Un beau manoir dans un environnement préservé, que ses propriétaires ouvrent aimablement à l’occasion de circuits du patrimoine.
Pour la généalogie des seigneurs de Keryar jusqu’à la Révolution
on peut lire dans Lulzac, Chroniques oubliées des manoirs bretons, le chapitre consacré au manoir de Keryar.
Et je renvoie aussi dans la rubrique Histoire du site à l’établissement de l’armorial de Plourin rédigé, illustré et publié à l’occasion des 4èmes journées Généalogie et Patrimoine à Plourin par Elisa Mahé, membre actif de l’association.
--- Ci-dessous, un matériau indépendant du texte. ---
//! Outbound sockets behind one capability interface.
//!
//! Every relay talks to the outside world through a `Box<dyn SocketOps>`.
//! The closed set of backends is chosen once per connection by the
//! dispatcher: direct TCP/UDP, SOCKS5 CONNECT, SOCKS5 UDP ASSOCIATE,
//! HTTP CONNECT and DNS-over-TCP. All of them are non-blocking and report
//! would-block as `io::ErrorKind::WouldBlock`.

pub mod direct;
pub mod http;
pub mod interest;
pub mod socks5;
pub(crate) mod stream;
pub mod tcpdns;

use std::io;
use std::net::{Shutdown, SocketAddr};

use bitflags::bitflags;

pub use direct::{DirectTcp, DirectUdp};
pub use http::{BasicAuth, HttpConnect};
pub use interest::Registration;
pub use socks5::{Socks5Auth, Socks5Tcp, Socks5Udp};
pub use tcpdns::DnsOverTcp;

bitflags! {
    /// Readiness as seen by the relays.
    #[derive(Debug, Clone, Copy, PartialEq, Eq, Hash, Default)]
    pub struct Ready: u8 {
        const READABLE = 1 << 0;
        const WRITABLE = 1 << 1;
        const ERROR = 1 << 2;
        const HUP = 1 << 3;
    }
}

impl Ready {
    /// relay 可登记的两种事件
    pub const IO: Ready = Ready::READABLE.union(Ready::WRITABLE);

    pub fn from_event(event: &mio::event::Event) -> Self {
        let mut ready = Ready::empty();
        if event.is_readable() {
            ready |= Ready::READABLE;
        }
        if event.is_writable() {
            ready |= Ready::WRITABLE;
        }
        if event.is_error() {
            ready |= Ready::ERROR;
        }
        // 仅对端 FIN 视为可读（读到 EOF）
        if event.is_read_closed() && event.is_write_closed() {
            ready |= Ready::HUP;
        }
        ready
    }
}

/// Uniform outbound transport capability.
pub trait SocketOps {
    /// Begin connecting to `target`. Completion is reported through later
    /// readiness.
    fn connect(&mut self, target: SocketAddr) -> io::Result<()>;

    /// Non-blocking read. `Ok(0)` is orderly EOF for stream backends.
    fn recv(&mut self, buf: &mut [u8]) -> io::Result<usize>;

    /// Non-blocking write; may be partial for stream backends.
    fn send(&mut self, buf: &[u8]) -> io::Result<usize>;

    /// Half-close one direction without releasing the socket.
    fn shutdown(&mut self, how: Shutdown) -> io::Result<()>;

    /// 开启或关闭 READABLE / WRITABLE 通知
    fn evctl(&mut self, interest: Ready, enabled: bool);

    /// 当前登记的关注事件
    fn interest(&self) -> Ready;

    /// Let the backend consume readiness for its own connect or proxy
    /// handshake. Returns what the relay should act on; a failed handshake
    /// comes back as `ERROR`.
    fn handle_event(&mut self, ready: Ready) -> Ready {
        ready
    }

    /// 释放全部资源，可重复调用
    fn destroy(&mut self);

    fn name(&self) -> &'static str;
}

/// Run raw readiness through the backend and drop the bits the relay has
/// not armed. Error and hangup always pass.
pub fn deliver(socket: &mut dyn SocketOps, raw: Ready) -> Ready {
    let ready = socket.handle_event(raw);
    ready & (socket.interest() | Ready::ERROR | Ready::HUP)
}


#[cfg(test)]
mod tests {
    use super::mock::MockSocket;
    use super::*;

    #[test]
    fn deliver_filters_unarmed_bits() {
        let (mut sock, _state) = MockSocket::new();
        sock.evctl(Ready::READABLE, true);

        let ready = deliver(&mut sock, Ready::READABLE | Ready::WRITABLE);
        assert_eq!(ready, Ready::READABLE);

        let ready = deliver(&mut sock, Ready::WRITABLE | Ready::HUP);
        assert_eq!(ready, Ready::HUP);

        sock.evctl(Ready::READABLE, false);
        assert_eq!(deliver(&mut sock, Ready::READABLE | Ready::ERROR), Ready::ERROR);
    }

    #[test]
    fn io_bits() {
        assert_eq!(Ready::IO, Ready::READABLE | Ready::WRITABLE);
        assert!(!Ready::IO.intersects(Ready::ERROR | Ready::HUP));
    }
}
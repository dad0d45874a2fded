// 虚拟网络设备：smoltcp 与 TUN 之间的包队列
//
// 从 TUN 读到的 IP 包放入 rx 队列供协议栈处理，
// 协议栈（以及手工构造的 UDP/ICMP 包）产生的 IP 包进入 tx 队列，
// 由事件循环写回 TUN。

use std::collections::VecDeque;

use smoltcp::phy::{Device, DeviceCapabilities, Medium, RxToken, TxToken};
use smoltcp::time::Instant as SmolInstant;

pub(crate) struct VirtualDevice {
    rx_queue: VecDeque<Vec<u8>>,
    tx_queue: VecDeque<Vec<u8>>,
    mtu: usize,
}

impl VirtualDevice {
    pub(crate) fn new(mtu: usize) -> Self {
        VirtualDevice {
            rx_queue: VecDeque::new(),
            tx_queue: VecDeque::new(),
            mtu,
        }
    }

    pub(crate) fn mtu(&self) -> usize {
        self.mtu
    }

    /// 注入来自 TUN 的 IP 包
    pub(crate) fn inject_packet(&mut self, packet: Vec<u8>) {
        self.rx_queue.push_back(packet);
    }

    /// 绕过协议栈直接发出的包（UDP 回包、ICMP 不可达）
    pub(crate) fn push_tx(&mut self, packet: Vec<u8>) {
        self.tx_queue.push_back(packet);
    }

    /// 取出待写回 TUN 的 IP 包
    pub(crate) fn take_packet(&mut self) -> Option<Vec<u8>> {
        self.tx_queue.pop_front()
    }

    pub(crate) fn has_pending_rx(&self) -> bool {
        !self.rx_queue.is_empty()
    }
}

pub(crate) struct VirtualRxToken {
    data: Vec<u8>,
}

impl RxToken for VirtualRxToken {
    fn consume<R, F>(self, f: F) -> R
    where
        F: FnOnce(&[u8]) -> R,
    {
        f(&self.data)
    }
}

pub(crate) struct VirtualTxToken<'a> {
    tx_queue: &'a mut VecDeque<Vec<u8>>,
}

impl<'a> TxToken for VirtualTxToken<'a> {
    fn consume<R, F>(self, len: usize, f: F) -> R
    where
        F: FnOnce(&mut [u8]) -> R,
    {
        let mut buf = vec![0u8; len];
        let result = f(&mut buf);
        self.tx_queue.push_back(buf);
        result
    }
}

impl Device for VirtualDevice {
    type RxToken<'a> = VirtualRxToken;
    type TxToken<'a> = VirtualTxToken<'a>;

    fn receive(&mut self, _timestamp: SmolInstant) -> Option<(Self::RxToken<'_>, Self::TxToken<'_>)> {
        let data = self.rx_queue.pop_front()?;
        Some((
            VirtualRxToken { data },
            VirtualTxToken { tx_queue: &mut self.tx_queue },
        ))
    }

    fn transmit(&mut self, _timestamp: SmolInstant) -> Option<Self::TxToken<'_>> {
        Some(VirtualTxToken { tx_queue: &mut self.tx_queue })
    }

    fn capabilities(&self) -> DeviceCapabilities {
        let mut caps = DeviceCapabilities::default();
        caps.medium = Medium::Ip;
        caps.max_transmission_unit = self.mtu;
        caps
    }
}
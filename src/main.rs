use anyhow::Result;
use clap::Parser;
use tracing::info;
use tracing_subscriber::EnvFilter;

/// Transparent TUN to proxy relay.
#[derive(Parser, Debug)]
#[command(name = "tunrelay", version)]
struct Cli {
    /// Configuration file (YAML)
    #[arg(short, long, default_value = "config.yaml")]
    config: String,

    /// Log level when RUST_LOG is not set (overrides log.level)
    #[arg(long)]
    log_level: Option<String>,

    /// Validate the configuration and exit
    #[arg(long)]
    check: bool,
}

fn main() -> Result<()> {
    let cli = Cli::parse();
    let config = tunrelay::config::load_config(&cli.config)?;

    let level = cli.log_level.as_deref().unwrap_or(&config.log.level);
    tracing_subscriber::fmt()
        .with_env_filter(EnvFilter::try_from_default_env().unwrap_or_else(|_| EnvFilter::new(level)))
        .init();

    if cli.check {
        info!(path = %cli.config, "config ok");
        return Ok(());
    }

    info!(path = %cli.config, "tunrelay starting...");
    run(config)
}

#[cfg(target_os = "linux")]
fn run(config: tunrelay::config::Config) -> Result<()> {
    use anyhow::Context;

    let device = tunrelay::tun::TunDevice::open(&config.tunnel.name)?;
    if config.tunnel.setup {
        device
            .configure(&config.tunnel)
            .with_context(|| format!("failed to configure {}", device.name()))?;
    }
    let mut runtime = tunrelay::app::Runtime::new(&config, device)?;
    runtime.run()
}

#[cfg(not(target_os = "linux"))]
fn run(_config: tunrelay::config::Config) -> Result<()> {
    anyhow::bail!("TUN devices are only supported on Linux")
}
//! HTTP CONNECT tunnel outbound.

use std::io;
use std::net::{Shutdown, SocketAddr};
use std::rc::Rc;

use base64::Engine;
use tracing::debug;

use super::interest::Registration;
use super::stream::{protocol_error, Handshake, TcpChannel};
use super::{Ready, SocketOps};
use crate::common::error::log_sock_error;
use crate::common::Dialer;

/// `Proxy-Authorization` 使用的 Basic 认证凭据
#[derive(Debug, Clone, PartialEq, Eq)]
pub struct BasicAuth {
    pub username: String,
    pub password: String,
}

pub(crate) fn connect_request(target: &SocketAddr, auth: Option<&BasicAuth>) -> String {
    let mut request = format!("CONNECT {} HTTP/1.1\r\nHost: {}\r\n", target, target);
    if let Some(auth) = auth {
        let cred = base64::engine::general_purpose::STANDARD.encode(format!("{}:{}", auth.username, auth.password));
        request.push_str(&format!("Proxy-Authorization: Basic {}\r\n", cred));
    }
    request.push_str("\r\n");
    request
}

/// Parse the proxy response head. Returns its length once the blank line
/// has arrived and the status is 200.
pub(crate) fn parse_response(buf: &[u8]) -> io::Result<Option<usize>> {
    let Some(end) = buf.windows(4).position(|w| w == b"\r\n\r\n") else {
        return Ok(None);
    };
    let head = String::from_utf8_lossy(&buf[..end]);
    let status_line = head.lines().next().unwrap_or_default();
    let status_code = status_line
        .split_whitespace()
        .nth(1)
        .and_then(|s| s.parse::<u16>().ok())
        .ok_or_else(|| protocol_error(format!("http proxy: invalid response: {}", status_line.trim())))?;
    if status_code != 200 {
        return Err(protocol_error(format!("http proxy CONNECT failed: {}", status_line.trim())));
    }
    Ok(Some(end + 4))
}

#[derive(Debug, Clone, Copy, PartialEq, Eq)]
enum Stage {
    Connecting,
    Response,
    Done,
    Failed,
}

pub struct HttpConnect {
    ch: TcpChannel,
    server: SocketAddr,
    auth: Option<BasicAuth>,
    target: Option<SocketAddr>,
    stage: Stage,
    hs: Handshake,
}

impl HttpConnect {
    pub fn new(reg: Registration, dialer: Rc<Dialer>, server: SocketAddr, auth: Option<BasicAuth>) -> Self {
        Self {
            ch: TcpChannel::new(reg, dialer),
            server,
            auth,
            target: None,
            stage: Stage::Connecting,
            hs: Handshake::default(),
        }
    }

    fn progress(&mut self, ready: Ready) -> io::Result<bool> {
        if !self.ch.poll_connect(ready)? {
            return Ok(false);
        }
        if self.stage == Stage::Connecting {
            let target = self.target.ok_or_else(|| io::Error::from(io::ErrorKind::NotConnected))?;
            self.hs.queue(connect_request(&target, self.auth.as_ref()).as_bytes());
            self.stage = Stage::Response;
        }
        if !self.hs.flush(&mut self.ch)? {
            self.ch.set_internal(Ready::WRITABLE);
            return Ok(false);
        }
        self.hs.fill(&mut self.ch)?;
        match parse_response(self.hs.input())? {
            Some(head) => {
                self.hs.consume(head);
                self.hs.finish(&mut self.ch);
                self.stage = Stage::Done;
                self.ch.set_internal(Ready::empty());
                self.ch.open()?;
                Ok(true)
            }
            None => {
                if let Some(err) = self.hs.stalled("http proxy") {
                    return Err(err);
                }
                self.ch.set_internal(Ready::empty());
                Ok(false)
            }
        }
    }
}

impl SocketOps for HttpConnect {
    fn connect(&mut self, target: SocketAddr) -> io::Result<()> {
        self.target = Some(target);
        debug!(target = %target, server = %self.server, "http CONNECT proxy");
        self.ch.connect(self.server)
    }

    fn recv(&mut self, buf: &mut [u8]) -> io::Result<usize> {
        self.ch.read(buf)
    }

    fn send(&mut self, buf: &[u8]) -> io::Result<usize> {
        self.ch.write(buf)
    }

    fn shutdown(&mut self, how: Shutdown) -> io::Result<()> {
        self.ch.shutdown(how)
    }

    fn evctl(&mut self, interest: Ready, enabled: bool) {
        self.ch.evctl(interest, enabled);
    }

    fn interest(&self) -> Ready {
        self.ch.interest()
    }

    fn handle_event(&mut self, ready: Ready) -> Ready {
        match self.stage {
            Stage::Done => return ready,
            Stage::Failed => return Ready::ERROR,
            _ => {}
        }
        match self.progress(ready) {
            Ok(true) => {
                debug!(target = ?self.target, "http CONNECT tunnel established");
                Ready::IO | (ready & Ready::HUP)
            }
            Ok(false) => Ready::empty(),
            Err(e) => {
                log_sock_error("http CONNECT", &e);
                self.stage = Stage::Failed;
                Ready::ERROR
            }
        }
    }

    fn destroy(&mut self) {
        self.ch.destroy();
    }

    fn name(&self) -> &'static str {
        "http-connect"
    }
}

impl Drop for HttpConnect {
    fn drop(&mut self) {
        self.destroy();
    }
}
On y voit comment le domaine passe de la famille Le Jar puis Keryar à la famille De Carné.
Une croix commémorative de la famille De Carné se trouve toujours sur site à Keryar.
Keryar fut une enclave de la paroisse de Lanildut dans le territoire paroissial de Plourin. Et rattaché à la commune de Plourin le 22 mars 1850.
Le manoir de Keryar ainsi qu’une partie de son domaine relevaient de la seigneurie du Châtel. L’autre partie du domaine était partagée entre les seigneuries de Lanrinou (le moulin de Keryar) de Kergroadez de Keroulas et de l’Evêque du Léon.
Successivement orthographié Kerjar, Kerjard, Keryard au cours du 20ème siècle, ce toponyme est plus connu sous l’ancien régime sous les graphies de Keriar ou Keryar.
Le plus anciennement connu est Jehan Keryar exempt de fouage lors de la réformation de 1446.
À la rencontre de Keryar et de ses hôtes
Le manoir de Keryar, ses hôtes, son histoire et ses légendes
Pour notre enquête sur le patrimoine de Plourin, mon amie Elisa avait pris rendez-vous pour nous deux avec Jean-Claude Le Ray, propriétaire de Keryar, pour ce mardi 27 septembre, à 14h.
Comme j’avais envie d’entrer à pied dans le domaine, nous garons nos voitures près de l’abribus, traversons la D28 au péril de nos vies, et franchissons le seuil matérialisé par ses deux gros piliers.
Quand on passe dans un sens ou l’autre, venant du giratoire de Keryar ou du bourg de Plourin, il est très rare de s’apercevoir qu’il y a là, au bord de la route où les gens roulent comme des fous, l’entrée d’un domaine enchanté. Pas de portail, ni de grille…Seuls les arbres, si l’on remarque leur abondance, pourraient nous donner un indice…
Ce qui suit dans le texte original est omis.